アクションファイルを actions ディレクトリに追加したら、Nemo を再起動することもなく即時適用されます。
JPEG ファイルを品質60で最適化する
上の内容のコメント以外を抜き出すと次になります。
[Nemo Action]
Name=JPEGファイルを品質60で最適化
Comment=JPEGファイルを品質60で最適化
Exec=jpegoptim -s -f -p -P -m60 %F
Icon-Name=mail-send-receive
Selection=notnone
Extensions=jpg;jpeg;
EscapeSpaces=true
Exec の部分に実際に呼び出すコマンドを記述します。JPEG の最適化には jpegtran だか mozjpeg だかを使っていましたが、ここ数年でも変化しているようでなかなか追えていません。

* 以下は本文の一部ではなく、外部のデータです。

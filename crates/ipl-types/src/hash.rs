use std::fmt;

use serde::{Deserialize, Serialize};

/// Identifier returned by a blob store for uploaded content.
///
/// The ledger treats it as opaque: it is stored verbatim as the fourth field
/// of a [`Record`](crate::Record) and handed back to the blob store on fetch.
/// An empty hash is representable because a short stored record decodes to
/// one.
#[derive(Clone, PartialEq, Eq, Hash, PartialOrd, Ord, Default, Serialize, Deserialize)]
#[serde(transparent)]
pub struct ContentHash(String);

impl ContentHash {
    pub fn new(hash: impl Into<String>) -> Self {
        Self(hash.into())
    }

    /// The empty hash.
    pub fn empty() -> Self {
        Self(String::new())
    }

    pub fn as_str(&self) -> &str {
        &self.0
    }

    pub fn is_empty(&self) -> bool {
        self.0.is_empty()
    }

    pub fn into_string(self) -> String {
        self.0
    }

    /// Short form for log lines (first 12 characters).
    pub fn short(&self) -> &str {
        let end = self
            .0
            .char_indices()
            .nth(12)
            .map(|(i, _)| i)
            .unwrap_or(self.0.len());
        &self.0[..end]
    }
}

impl fmt::Debug for ContentHash {
    fn fmt(&self, f: &mut fmt::Formatter<'_>) -> fmt::Result {
        write!(f, "ContentHash({})", self.short())
    }
}

impl fmt::Display for ContentHash {
    fn fmt(&self, f: &mut fmt::Formatter<'_>) -> fmt::Result {
        f.write_str(&self.0)
    }
}

impl From<String> for ContentHash {
    fn from(hash: String) -> Self {
        Self(hash)
    }
}

impl From<&str> for ContentHash {
    fn from(hash: &str) -> Self {
        Self(hash.to_string())
    }
}

impl AsRef<str> for ContentHash {
    fn as_ref(&self) -> &str {
        &self.0
    }
}
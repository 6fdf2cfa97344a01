use std::path::PathBuf;

use serde::{Deserialize, Serialize};

use crate::error::BlobResult;
use crate::fs::FsBlobStore;
use crate::http::HttpBlobStore;
use crate::memory::InMemoryBlobStore;
use crate::traits::BlobStore;

/// Which blob store implementation to open.
#[derive(Clone, Copy, Debug, Default, PartialEq, Eq, Serialize, Deserialize)]
#[serde(rename_all = "lowercase")]
pub enum BlobBackend {
    /// IPFS-compatible HTTP API at `host:port`.
    #[default]
    Http,
    /// Sharded directory at `root`.
    Fs,
    /// Process-local; contents vanish on exit.
    Memory,
}

impl std::str::FromStr for BlobBackend {
    type Err = String;

    fn from_str(s: &str) -> Result<Self, Self::Err> {
        match s {
            "http" => Ok(Self::Http),
            "fs" => Ok(Self::Fs),
            "memory" => Ok(Self::Memory),
            other => Err(format!("unknown blob backend: {other}")),
        }
    }
}

/// Blob store location and behavior.
#[derive(Clone, Debug, Serialize, Deserialize)]
#[serde(default)]
pub struct BlobStoreConfig {
    pub backend: BlobBackend,
    pub host: String,
    pub port: u16,
    /// Pin uploads on the remote node. Unpinned content may be collected.
    pub pin: bool,
    /// Object directory for the `fs` backend.
    pub root: PathBuf,
    /// Transport timeout for the `http` backend. Zero disables it.
    pub timeout_secs: u64,
}

impl Default for BlobStoreConfig {
    fn default() -> Self {
        Self {
            backend: BlobBackend::Http,
            host: "ipfs0".into(),
            port: 5001,
            pin: true,
            root: PathBuf::from(".ipl/blobs"),
            timeout_secs: 30,
        }
    }
}

impl BlobStoreConfig {
    /// `host:port` of the remote store.
    pub fn endpoint(&self) -> String {
        format!("{}:{}", self.host, self.port)
    }

    /// Open the configured backend.
    pub fn open(&self) -> BlobResult<Box<dyn BlobStore>> {
        Ok(match self.backend {
            BlobBackend::Http => Box::new(HttpBlobStore::new(self)?),
            BlobBackend::Fs => Box::new(FsBlobStore::open(&self.root)?),
            BlobBackend::Memory => Box::new(InMemoryBlobStore::new()),
        })
    }
}

#[cfg(test)]
mod tests {
    use super::*;

    #[test]
    fn default_config() {
        let c = BlobStoreConfig::default();
        assert_eq!(c.backend, BlobBackend::Http);
        assert_eq!(c.endpoint(), "ipfs0:5001");
        assert!(c.pin);
        assert_eq!(c.timeout_secs, 30);
    }

    #[test]
    fn parse_partial_toml() {
        let c: BlobStoreConfig = toml::from_str(
            r#"
            backend = "fs"
            root = "/var/lib/ipl/blobs"
            "#,
        )
        .unwrap();
        assert_eq!(c.backend, BlobBackend::Fs);
        assert_eq!(c.root, PathBuf::from("/var/lib/ipl/blobs"));
        assert_eq!(c.port, 5001);
    }

    #[test]
    fn backend_from_str() {
        assert_eq!("http".parse::<BlobBackend>().unwrap(), BlobBackend::Http);
        assert_eq!("fs".parse::<BlobBackend>().unwrap(), BlobBackend::Fs);
        assert_eq!("memory".parse::<BlobBackend>().unwrap(), BlobBackend::Memory);
        assert!("s3".parse::<BlobBackend>().is_err());
    }

    #[test]
    fn open_each_backend() {
        let dir = tempfile::tempdir().unwrap();
        let memory = BlobStoreConfig {
            backend: BlobBackend::Memory,
            ..Default::default()
        };
        assert_eq!(memory.open().unwrap().backend_name(), "memory");

        let fs = BlobStoreConfig {
            backend: BlobBackend::Fs,
            root: dir.path().join("blobs"),
            ..Default::default()
        };
        assert_eq!(fs.open().unwrap().backend_name(), "fs");

        let http = BlobStoreConfig::default();
        assert_eq!(http.open().unwrap().backend_name(), "http");
    }
}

Google も出しているみたいですね。現在の僕は、今の仕事環境を構築した際、Ubuntu の公式リポジトリにあった jpegoptim を使っているようです。長年微調整しながら使ってたスクリプトなので実際に何を叩いているかは記憶が曖昧でした。
その他の便利なアクションファイル
ついでなので、画像ファイルを扱う際に便利なコマンドを拡張メニューに追加しておきました。
画像を横1280pxでリサイズする
[Nemo Action]
Name=画像ファイルを横1280pxにリサイズ
Comment=画像ファイルを横1280pxにリサイズ
Exec=mogrify -resize 1280x %F
Icon-Name=mail-send-receive
Selection=notnone
Extensions=jpg;jpeg;jpe;png;gif;webp;
EscapeSpaces=true
PNG, GIF, Webp を JPEG 化する
[Nemo Action]
Name=画像ファイルを品質80でJPEG化
Comment=画像ファイルを品質80でJPEG化
Exec=convert -quality 80 %F %F.jpg
Icon-Name=mail-send-receive
Selection=notnone
Extensions=png;gif;webp;
EscapeSpaces=true
品質60、品質40のアクションファイルを追加しておくとさらに便利。
PDF を JPEG 化する
[Nemo Action]
Name=PDFファイルをJPEG化
Comment=PDFファイルをJPEG化
Exec=pdftoppm -r 144 -jpeg "%F" "%F"
Icon-Name=mail-send-receive
Selection=notnone
Extensions=pdf;
EscapeSpaces=true
PDF でもらった資料をフォトアルバム化して管理する時に便利。